TASK OBJECTIVE
Check each line of the entries below for the word "Formatter", and copy out the ones that have it.

DATA EXTRACT START

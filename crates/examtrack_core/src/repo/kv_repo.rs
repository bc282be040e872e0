//! Key-value storage contract and SQLite implementation.
//!
//! # Invariants
//! - One row per key; `put_raw` replaces the previous value.
//! - Values are opaque text at this layer.

use crate::db::DbError;
use rusqlite::{params, Connection, OptionalExtension};
use std::error::Error;
use std::fmt::{Display, Formatter};

pub type StoreResult<T> = Result<T, StoreError>;

/// Storage-layer failure for reads and writes.
#[derive(Debug)]
pub enum StoreError {
    Db(DbError),
    Serialize(serde_json::Error),
    /// Backend refused the write (read-only store, quota, closed handle).
    Unavailable(String),
}

impl Display for StoreError {
    fn fmt(&self, f: &mut Formatter<'_>) -> std::fmt::Result {
        match self {
            Self::Db(err) => write!(f, "{err}"),
            Self::Serialize(err) => write!(f, "failed to encode document: {err}"),
            Self::Unavailable(message) => write!(f, "store unavailable: {message}"),
        }
    }
}

impl Error for StoreError {
    fn source(&self) -> Option<&(dyn Error + 'static)> {
        match self {
            Self::Db(err) => Some(err),
            Self::Serialize(err) => Some(err),
            Self::Unavailable(_) => None,
        }
    }
}

impl From<DbError> for StoreError {
    fn from(value: DbError) -> Self {
        Self::Db(value)
    }
}

impl From<rusqlite::Error> for StoreError {
    fn from(value: rusqlite::Error) -> Self {
        Self::Db(DbError::Sqlite(value))
    }
}

impl From<serde_json::Error> for StoreError {
    fn from(value: serde_json::Error) -> Self {
        Self::Serialize(value)
    }
}

/// Durable string storage addressed by key.
pub trait KeyValueStore {
    fn get_raw(&self, key: &str) -> StoreResult<Option<String>>;
    fn put_raw(&self, key: &str, value: &str) -> StoreResult<()>;
}

impl<T: KeyValueStore + ?Sized> KeyValueStore for &T {
    fn get_raw(&self, key: &str) -> StoreResult<Option<String>> {
        (**self).get_raw(key)
    }

    fn put_raw(&self, key: &str, value: &str) -> StoreResult<()> {
        (**self).put_raw(key, value)
    }
}

/// SQLite-backed key-value store over the `kv_entries` table.
#[derive(Clone, Copy)]
pub struct SqliteKeyValueStore<'conn> {
    conn: &'conn Connection,
}

impl<'conn> SqliteKeyValueStore<'conn> {
    /// Wraps a connection returned by `open_db`/`open_db_in_memory`.
    pub fn new(conn: &'conn Connection) -> Self {
        Self { conn }
    }
}

impl KeyValueStore for SqliteKeyValueStore<'_> {
    fn get_raw(&self, key: &str) -> StoreResult<Option<String>> {
        let value = self
            .conn
            .query_row(
                "SELECT value FROM kv_entries WHERE key = ?1;",
                [key],
                |row| row.get::<_, String>(0),
            )
            .optional()?;
        Ok(value)
    }

    fn put_raw(&self, key: &str, value: &str) -> StoreResult<()> {
        self.conn.execute(
            "INSERT INTO kv_entries (key, value)
             VALUES (?1, ?2)
             ON CONFLICT(key) DO UPDATE SET
                value = excluded.value,
                updated_at = (strftime('%s', 'now') * 1000);",
            params![key, value],
        )?;
        Ok(())
    }
}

DATA EXTRACT END

EXERCISE OUTPUT
use std::fmt::{Display, Formatter};
    fn fmt(&self, f: &mut Formatter<'_>) -> std::fmt::Result {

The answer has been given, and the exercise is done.